//! Two-pass bundle extraction: entries first, then the symlink manifest.

pub mod manifest;
pub mod symlinks;

use std::fs::{self, File};
use std::io::{self, Read, Write};
use std::path::Path;

use tracing::{debug, info, warn};
use zip::ZipArchive;

use crate::core::cancel::CancelToken;
use crate::core::config::ExtractSettings;
use crate::core::errors::ExtractError;
use crate::core::fs::{create_truncating, ensure_dir};

pub use manifest::{MalformedLine, SymlinkEntry, SymlinkManifest, MANIFEST_NAME, SEPARATOR};
pub use symlinks::{reconstruct, SymlinkReport};

#[derive(Debug, Clone, Default, PartialEq, Eq)]
pub struct ExtractReport {
    /// Files and directories written.
    pub extracted: usize,
    /// Entries with unsafe names that were not written.
    pub skipped: usize,
    pub symlinks: SymlinkReport,
    pub malformed_links: usize,
}

/// Unpack `archive` into `dest_root`, then build the links listed in `SYMLINKS.txt`.
///
/// `on_progress` receives the running entry count every `progress_stride` entries and once
/// after the last entry.
///
/// # Errors
/// Returns [`ExtractError`] when the archive cannot be read or an entry cannot be written.
/// Malformed manifest lines and failed links are logged and counted instead.
pub fn extract(
    archive: &Path,
    dest_root: &Path,
    settings: &ExtractSettings,
    cancel: &CancelToken,
    on_progress: &mut dyn FnMut(usize),
) -> Result<ExtractReport, ExtractError> {
    let corrupt = |source| ExtractError::Corrupt {
        path: archive.to_path_buf(),
        source,
    };
    let file = File::open(archive).map_err(|source| ExtractError::Open {
        path: archive.to_path_buf(),
        source,
    })?;
    let mut zip = ZipArchive::new(file).map_err(corrupt)?;
    ensure_dir(dest_root).map_err(|source| ExtractError::Write {
        path: dest_root.to_path_buf(),
        source,
    })?;

    let stride = settings.progress_stride.max(1);
    let mut report = ExtractReport::default();
    let mut manifest_text: Option<String> = None;

    for index in 0..zip.len() {
        if cancel.is_cancelled() {
            return Err(ExtractError::Cancelled);
        }
        let mut entry = zip.by_index(index).map_err(corrupt)?;
        let name = entry.name().to_string();
        if is_manifest(&name) {
            let mut raw = Vec::new();
            entry
                .read_to_end(&mut raw)
                .map_err(|source| ExtractError::EntryRead {
                    archive: archive.to_path_buf(),
                    entry: name.clone(),
                    source,
                })?;
            manifest_text = Some(String::from_utf8_lossy(&raw).into_owned());
            continue;
        }
        let Some(target) = entry.enclosed_name().map(|rel| dest_root.join(rel)) else {
            warn!(entry = %name, "skipping archive entry with unsafe path");
            report.skipped += 1;
            continue;
        };
        let write_err = |source| ExtractError::Write {
            path: target.clone(),
            source,
        };
        if entry.is_dir() || name.ends_with('/') {
            ensure_dir(&target).map_err(write_err)?;
        } else {
            if let Some(parent) = target.parent() {
                ensure_dir(parent).map_err(write_err)?;
            }
            unlink_stale_symlink(&target).map_err(write_err)?;
            let mut out = create_truncating(&target).map_err(write_err)?;
            copy_entry(&mut entry, &mut out).map_err(|failure| match failure {
                CopyFailure::Read(source) => ExtractError::EntryRead {
                    archive: archive.to_path_buf(),
                    entry: name.clone(),
                    source,
                },
                CopyFailure::Write(source) => write_err(source),
            })?;
        }
        report.extracted += 1;
        if report.extracted % stride == 0 {
            on_progress(report.extracted);
        }
    }
    on_progress(report.extracted);

    match manifest_text {
        Some(text) => {
            let manifest = SymlinkManifest::parse(&text);
            report.malformed_links = manifest.malformed.len();
            report.symlinks = reconstruct(&manifest, dest_root);
        }
        None => debug!("bundle has no {MANIFEST_NAME}"),
    }

    info!(
        entries = report.extracted,
        symlinks = report.symlinks.created,
        malformed = report.malformed_links,
        "bundle extracted"
    );
    Ok(report)
}

enum CopyFailure {
    Read(io::Error),
    Write(io::Error),
}

/// `io::copy` that keeps decompression and CRC failures apart from disk failures.
fn copy_entry(entry: &mut impl Read, out: &mut impl Write) -> Result<u64, CopyFailure> {
    let mut buf = [0u8; 8192];
    let mut total = 0u64;
    loop {
        let read = match entry.read(&mut buf) {
            Ok(0) => return Ok(total),
            Ok(read) => read,
            Err(err) if err.kind() == io::ErrorKind::Interrupted => continue,
            Err(err) => return Err(CopyFailure::Read(err)),
        };
        out.write_all(&buf[..read]).map_err(CopyFailure::Write)?;
        total += read as u64;
    }
}

fn is_manifest(name: &str) -> bool {
    name.trim_start_matches("./") == MANIFEST_NAME
}

/// A link left by a previous install would redirect the write into its target.
fn unlink_stale_symlink(path: &Path) -> io::Result<()> {
    match fs::symlink_metadata(path) {
        Ok(meta) if meta.file_type().is_symlink() => fs::remove_file(path),
        _ => Ok(()),
    }
}
use std::io::{self, IsTerminal};

use clap::Parser;
use color_eyre::Result;
use sandroot_core::GlobalOptions;

mod cli;
mod dispatch;
mod style;

use cli::SandrootCli;
use dispatch::Outcome;
use style::Style;

fn main() -> Result<()> {
    color_eyre::install()?;

    let cli = SandrootCli::parse();
    init_tracing(cli.trace, cli.verbose, cli.quiet);

    let global = GlobalOptions {
        quiet: cli.quiet,
        verbose: cli.verbose,
        trace: cli.trace,
        json: cli.json,
        no_color: cli.no_color,
    };

    let outcome = dispatch::run(&cli, &global)?;
    let code = emit_output(&global, &outcome)?;

    if code == 0 {
        Ok(())
    } else {
        std::process::exit(code);
    }
}

fn init_tracing(trace: bool, verbose: u8, quiet: bool) {
    let level = if trace {
        "trace"
    } else if quiet {
        "error"
    } else {
        match verbose {
            0 => "warn",
            1 => "info",
            2 => "debug",
            _ => "trace",
        }
    };

    let filter = format!("sandroot_core={level},sandroot_cli={level}");
    let subscriber = tracing_subscriber::fmt()
        .with_env_filter(filter)
        .with_writer(io::stderr)
        .with_target(false)
        .with_level(true)
        .finish();

    let _ = tracing::subscriber::set_global_default(subscriber);
}

fn emit_output(global: &GlobalOptions, outcome: &Outcome) -> Result<i32> {
    let code = outcome.status.exit_code();
    let style = Style::new(global.no_color, io::stdout().is_terminal());

    if global.json {
        let payload = serde_json::json!({
            "status": outcome.status,
            "message": outcome.message,
            "details": outcome.details,
        });
        println!("{}", serde_json::to_string_pretty(&payload)?);
    } else if let Some(text) = &outcome.passthrough {
        println!("{text}");
    } else if !global.quiet {
        println!("{}", style.status(outcome.status, &outcome.message));
        if let Some(hint) = outcome.details.get("hint").and_then(|hint| hint.as_str()) {
            println!("{}", style.info(&format!("Hint: {hint}")));
        }
    }

    Ok(code)
}
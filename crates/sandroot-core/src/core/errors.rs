use std::path::PathBuf;

/// Failures while fetching the bundle over HTTP.
#[derive(Debug, thiserror::Error)]
pub enum TransferError {
    #[error("too many redirects (limit {limit})")]
    TooManyRedirects { limit: usize },
    #[error("redirect from {url} has no Location header")]
    MissingLocation { url: String },
    #[error("invalid redirect target '{location}': {reason}")]
    InvalidLocation { location: String, reason: String },
    #[error("unexpected HTTP status {code} for {url}")]
    Status { code: u16, url: String },
    #[error("request to {url} failed: {source}")]
    Http {
        url: String,
        #[source]
        source: reqwest::Error,
    },
    #[error("stream error for {url}: {source}")]
    Stream {
        url: String,
        #[source]
        source: std::io::Error,
    },
    #[error("i/o error while writing {}: {source}", .path.display())]
    Io {
        path: PathBuf,
        #[source]
        source: std::io::Error,
    },
    #[error("download cancelled")]
    Cancelled,
}

/// Failures while unpacking the bundle archive.
#[derive(Debug, thiserror::Error)]
pub enum ExtractError {
    #[error("unable to open archive {}: {source}", .path.display())]
    Open {
        path: PathBuf,
        #[source]
        source: std::io::Error,
    },
    #[error("corrupt archive {}: {source}", .path.display())]
    Corrupt {
        path: PathBuf,
        #[source]
        source: zip::result::ZipError,
    },
    #[error("corrupt entry '{entry}' in {}: {source}", .archive.display())]
    EntryRead {
        archive: PathBuf,
        entry: String,
        #[source]
        source: std::io::Error,
    },
    #[error("failed to write {}: {source}", .path.display())]
    Write {
        path: PathBuf,
        #[source]
        source: std::io::Error,
    },
    #[error("extraction cancelled")]
    Cancelled,
}

/// A single path the permission normalizer could not fix.
#[derive(Debug, Clone, thiserror::Error)]
#[error("unable to set mode {mode:o} on {}: {reason}", .path.display())]
pub struct PermissionError {
    pub path: PathBuf,
    pub mode: u32,
    pub reason: String,
}

/// Top-level engine errors surfaced through the install contract.
#[derive(Debug, thiserror::Error)]
pub enum BootstrapError {
    #[error("[SR110] download failed: {0}")]
    DownloadFailed(#[from] TransferError),
    #[error("[SR120] extraction failed: {0}")]
    ExtractionFailed(#[from] ExtractError),
    #[error("[SR130] permission normalization failed: {0}")]
    PermissionFailed(#[from] PermissionError),
    #[error("[SR140] install aborted during {stage}: {message}")]
    InstallAborted { stage: String, message: String },
    #[error("[SR150] install cancelled")]
    Cancelled,
}

impl BootstrapError {
    #[must_use]
    pub fn code(&self) -> &'static str {
        match self {
            Self::DownloadFailed(_) => "SR110",
            Self::ExtractionFailed(_) => "SR120",
            Self::PermissionFailed(_) => "SR130",
            Self::InstallAborted { .. } => "SR140",
            Self::Cancelled => "SR150",
        }
    }

    /// Whether re-invoking `install()` can reasonably succeed.
    #[must_use]
    pub fn is_retryable(&self) -> bool {
        !matches!(self, Self::Cancelled)
    }
}

#[cfg(test)]
mod tests {
    use super::*;

    #[test]
    fn too_many_redirects_reads_as_download_failure() {
        let err = BootstrapError::from(TransferError::TooManyRedirects { limit: 5 });
        assert_eq!(err.code(), "SR110");
        let text = err.to_string();
        assert!(text.contains("download failed"), "{text}");
        assert!(text.contains("too many redirects"), "{text}");
    }

    #[test]
    fn aborted_install_names_stage() {
        let err = BootstrapError::InstallAborted {
            stage: "extract".into(),
            message: "disk full".into(),
        };
        assert_eq!(err.to_string(), "[SR140] install aborted during extract: disk full");
        assert!(err.is_retryable());
        assert!(!BootstrapError::Cancelled.is_retryable());
    }
}
//! The version marker: the only durable record of a completed install.

use std::fs;
use std::io;

use anyhow::{Context, Result};
use camino::Utf8PathBuf;
use tracing::debug;

use crate::core::fs::write_atomic;
use crate::core::layout::SandboxLayout;

/// Binaries whose presence stands in for "a real bundle was extracted".
pub const SENTINEL_BINARIES: [&str; 2] = ["bash", "apt"];

/// What the marker file currently says.
#[derive(Debug, Clone, PartialEq, Eq)]
pub enum InstalledVersion {
    Absent,
    Present(String),
}

impl InstalledVersion {
    #[must_use]
    pub fn as_deref(&self) -> Option<&str> {
        match self {
            Self::Absent => None,
            Self::Present(version) => Some(version),
        }
    }
}

#[derive(Debug, Clone)]
pub struct VersionMarker {
    path: Utf8PathBuf,
    expected: String,
}

impl VersionMarker {
    #[must_use]
    pub fn new(layout: &SandboxLayout, expected: impl Into<String>) -> Self {
        Self {
            path: layout.version_marker(),
            expected: expected.into(),
        }
    }

    #[must_use]
    pub fn path(&self) -> &Utf8PathBuf {
        &self.path
    }

    #[must_use]
    pub fn expected(&self) -> &str {
        &self.expected
    }

    /// Read the marker, trimmed.
    ///
    /// # Errors
    /// Returns an error for I/O failures other than the file being absent.
    pub fn current(&self) -> Result<InstalledVersion> {
        match fs::read_to_string(&self.path) {
            Ok(raw) => Ok(InstalledVersion::Present(raw.trim().to_string())),
            Err(err) if err.kind() == io::ErrorKind::NotFound => Ok(InstalledVersion::Absent),
            Err(err) => Err(err).with_context(|| format!("failed to read {}", self.path)),
        }
    }

    /// Whether the marker holds exactly the expected version. Unreadable counts as no.
    #[must_use]
    pub fn matches(&self) -> bool {
        matches!(self.current(), Ok(InstalledVersion::Present(ref v)) if *v == self.expected)
    }

    /// # Errors
    /// Returns an error when the marker cannot be written.
    pub fn write(&self) -> Result<()> {
        write_atomic(self.path.as_std_path(), self.expected.as_bytes())?;
        debug!(path = %self.path, version = %self.expected, "version marker written");
        Ok(())
    }

    #[must_use]
    pub fn exists(&self) -> bool {
        self.path.exists()
    }
}

/// Cheap install check: sentinel binaries present and the marker matches.
#[must_use]
pub fn is_installed(layout: &SandboxLayout, marker: &VersionMarker) -> bool {
    let bin = layout.bin();
    SENTINEL_BINARIES.iter().all(|name| bin.join(name).exists()) && marker.matches()
}
//! `bin/am`: activity-manager shim speaking the command-file / result-file exchange.

pub(crate) const AM_VERSION: &str = "0.9.0-sandroot";

pub(crate) const AM_SHIM: &str = r##"if [ "$1" = "--version" ]; then
    echo "@AM_VERSION@"
    exit 0
fi
STATE_DIR="@HOME@/.termux"
CMD_FILE="$STATE_DIR/am_command"
RESULT_FILE="$STATE_DIR/am_result"
URL_FILE="$STATE_DIR/url_to_open"
mkdir -p "$STATE_DIR"

if [ "$1" = "start" ]; then
    IS_VIEW=0
    DATA=""
    PREV=""
    for arg in "$@"; do
        case "$arg" in
            android.intent.action.VIEW) IS_VIEW=1 ;;
        esac
        if [ "$PREV" = "-d" ]; then
            DATA="$arg"
        fi
        PREV="$arg"
    done
    if [ "$IS_VIEW" = "1" ] && [ -n "$DATA" ]; then
        echo "$DATA" > "$URL_FILE"
        echo "Starting: Intent { act=android.intent.action.VIEW dat=$DATA }"
        exit 0
    fi
fi

rm -f "$RESULT_FILE"
echo "$@" > "$CMD_FILE"
WAIT=0
while [ ! -f "$RESULT_FILE" ] && [ "$WAIT" -lt 30 ]; do
    sleep 0.1
    WAIT=$((WAIT + 1))
done
if [ -f "$RESULT_FILE" ]; then
    EXIT_CODE="$(head -1 "$RESULT_FILE")"
    tail -n +2 "$RESULT_FILE"
    rm -f "$RESULT_FILE"
    exit "${EXIT_CODE:-0}"
fi
echo "Error: Command timed out (service may not be running)" >&2
exit 1
"##;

▸ **WHAT IS EXPECTED**:
Copy out every line of the data that includes "ZipArchive".

▸ **OUTPUT**:
use zip::ZipArchive;
    let mut zip = ZipArchive::new(file).map_err(corrupt)?;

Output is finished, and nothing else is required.